Fox Chase scientist Joseph R. Testa said the finding could lead to new drugs. But more immediately it should enable early detection and better survival of a disease whose course is usually all too swift, said Testa, a study coleader with Michele Carbone of the University of Hawaii.
Patients whose mesotheliomas are detected in later stages, as most are, tend to die within a year, he said. Yet those whose cancers are caught early, before the tumor has spread, have a median survival of about five years, Testa said. He knows one man who lived 14 years.
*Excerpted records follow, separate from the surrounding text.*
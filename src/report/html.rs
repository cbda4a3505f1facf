//! Standalone HTML report generation

use crate::audit::{Issue, IssueType, PageResult};

const STYLESHEET: &str = r#"
body { font-family: -apple-system, "Segoe UI", Helvetica, Arial, sans-serif; margin: 2rem auto; max-width: 60rem; padding: 0 1rem; color: #1a1a1a; }
h1 { font-size: 1.6rem; }
.counts { display: flex; gap: 1rem; list-style: none; padding: 0; }
.count { border-radius: 4px; padding: 0.4rem 0.8rem; font-weight: bold; }
.count-error { background: #fbe3e4; color: #8a1f11; }
.count-warning { background: #fff6bf; color: #514721; }
.count-notice { background: #e8f0fe; color: #1c3d8c; }
.results-list { list-style: none; padding: 0; }
.result { border-left: 6px solid #ccc; margin: 1rem 0; padding: 0.5rem 1rem; background: #fafafa; }
.result-error { border-color: #c0392b; }
.result-warning { border-color: #d4a017; }
.result-notice { border-color: #2f6fd6; }
.result h2 { font-size: 1.05rem; margin: 0 0 0.5rem; }
.result pre { white-space: pre-wrap; word-break: break-all; background: #fff; padding: 0.4rem; border: 1px solid #e3e3e3; }
.meta { color: #555; font-size: 0.9rem; margin: 0.2rem 0; }
"#;

/// Renders a result as a standalone HTML document
///
/// Every value taken from the result is escaped with [`escape_html`].
pub fn render_html(result: &PageResult) -> String {
    let title = if result.document_title.is_empty() {
        result.page_url.as_str()
    } else {
        result.document_title.as_str()
    };

    let mut html = String::new();

    html.push_str("<!DOCTYPE html>\n<html lang=\"en\">\n<head>\n");
    html.push_str("<meta charset=\"utf-8\">\n");
    html.push_str(&format!(
        "<title>Accessibility Report For \"{}\" ({})</title>\n",
        escape_html(title),
        escape_html(&result.page_url)
    ));
    html.push_str(&format!("<style>{}</style>\n", STYLESHEET));
    html.push_str("</head>\n<body>\n");

    html.push_str(&format!(
        "<h1>Accessibility Report For \"<a href=\"{}\">{}</a>\"</h1>\n",
        escape_html(&result.page_url),
        escape_html(title)
    ));

    html.push_str("<ul class=\"counts\">\n");
    for (issue_type, noun) in [
        (IssueType::Error, "errors"),
        (IssueType::Warning, "warnings"),
        (IssueType::Notice, "notices"),
    ] {
        html.push_str(&format!(
            "<li class=\"count count-{}\">{} {}</li>\n",
            type_class(issue_type),
            result.count(issue_type),
            noun
        ));
    }
    html.push_str("</ul>\n");

    if result.has_issues() {
        html.push_str("<ul class=\"results-list\">\n");
        for issue in &result.issues {
            html.push_str(&render_issue(issue));
        }
        html.push_str("</ul>\n");
    } else {
        html.push_str("<p class=\"no-issues\">No issues found!</p>\n");
    }

    html.push_str("</body>\n</html>\n");
    html
}

fn render_issue(issue: &Issue) -> String {
    let mut li = format!(
        "<li class=\"result result-{}\">\n<h2>{}: {}</h2>\n",
        type_class(issue.issue_type),
        issue.issue_type,
        escape_html(&issue.message)
    );
    li.push_str(&format!(
        "<p class=\"meta code\">{}</p>\n",
        escape_html(&issue.code)
    ));
    if !issue.runner.is_empty() {
        li.push_str(&format!(
            "<p class=\"meta runner\">Runner: {}</p>\n",
            escape_html(&issue.runner)
        ));
    }
    li.push_str(&format!(
        "<pre class=\"selector\">{}</pre>\n",
        escape_html(&issue.selector)
    ));
    if let Some(context) = issue.context.as_deref().filter(|c| !c.is_empty()) {
        li.push_str(&format!(
            "<pre class=\"context\">{}</pre>\n",
            escape_html(context)
        ));
    }
    li.push_str("</li>\n");
    li
}

fn type_class(issue_type: IssueType) -> &'static str {
    match issue_type {
        IssueType::Error => "error",
        IssueType::Warning => "warning",
        IssueType::Notice => "notice",
    }
}

/// Escapes text for use in HTML content and double-quoted attributes
pub fn escape_html(text: &str) -> String {
    let mut escaped = String::with_capacity(text.len());
    for c in text.chars() {
        match c {
            '&' => escaped.push_str("&amp;"),
            '<' => escaped.push_str("&lt;"),
            '>' => escaped.push_str("&gt;"),
            '"' => escaped.push_str("&quot;"),
            '\'' => escaped.push_str("&#39;"),
            _ => escaped.push(c),
        }
    }
    escaped
}
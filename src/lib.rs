//! a11y-sweep: sitemap-driven accessibility audits
//!
//! This crate reads a site's sitemap, audits every listed page with an external
//! accessibility engine, deduplicates the findings across pages, and reports them
//! either on the console or as per-page and summary HTML files.

pub mod audit;
pub mod config;
pub mod naming;
pub mod report;
pub mod runner;
pub mod sitemap;

use std::path::PathBuf;
use thiserror::Error;

/// Main error type for a11y-sweep operations
#[derive(Debug, Error)]
pub enum SweepError {
    #[error("Configuration error: {0}")]
    Config(#[from] ConfigError),

    #[error("Failed to fetch sitemap {url}: {source}")]
    SitemapFetch { url: String, source: reqwest::Error },

    #[error("Sitemap {url} returned HTTP {status}")]
    SitemapStatus { url: String, status: u16 },

    #[error("Failed to parse sitemap {url}: {message}")]
    SitemapParse { url: String, message: String },

    #[error("HTTP client error: {0}")]
    HttpClient(#[from] reqwest::Error),

    #[error("URL has no hostname: {url}")]
    MissingHost { url: String },

    #[error("URL parse error: {0}")]
    UrlParse(#[from] ::url::ParseError),

    #[error("Failed to write report {}: {source}", path.display())]
    ReportWrite {
        path: PathBuf,
        source: std::io::Error,
    },

    #[error("Audit error: {0}")]
    Audit(#[from] audit::AuditError),

    #[error("IO error: {0}")]
    Io(#[from] std::io::Error),
}

/// Configuration-specific errors
#[derive(Debug, Error)]
pub enum ConfigError {
    #[error("Could not find configuration (searched for {file_name} from {})", start.display())]
    NotFound { file_name: String, start: PathBuf },

    #[error("Failed to read config file: {0}")]
    Io(#[from] std::io::Error),

    #[error("Failed to parse TOML: {0}")]
    Parse(#[from] toml::de::Error),

    #[error("Validation error: {0}")]
    Validation(String),

    #[error("Invalid URL in config: {0}")]
    InvalidUrl(String),
}

/// Result type alias for a11y-sweep operations
pub type Result<T> = std::result::Result<T, SweepError>;

/// Result type alias for configuration operations
pub type ConfigResult<T> = std::result::Result<T, ConfigError>;

// Re-export commonly used types
pub use audit::{Issue, IssueType, PageResult, SummaryResult};
pub use config::{Config, SiteConfig};
pub use naming::{file_name_for, folder_name_for, RunDate};
pub use report::ReportType;
pub use runner::{run_all, run_site, RunContext, RunOutcome, RunSettings, RunState, SiteOutcome};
Curiously, in one of the families studied, two people with a BAP1 mutation had a different rare cancer called uveal melanoma, a tumor in the eye. One of those two people also had mesothelioma.
The researchers then studied 26 more mesothelioma patients whose disease was sporadic - not hereditary - and found two more cases of the rare eye cancer. The odds of a person having both cancers are so small that the researchers think the same mutated gene plays a role in both.
Moreover, in the original two families, the mutation also appeared to be linked to several other cancers, including of the breast and kidney. "This would be called a cancer syndrome," Testa said.
Testa urged that people with the rare eye cancer get a CT scan of the lungs in case of mesothelioma. Also, those exposed to asbestos and related to a mesothelioma victim should consider a scan.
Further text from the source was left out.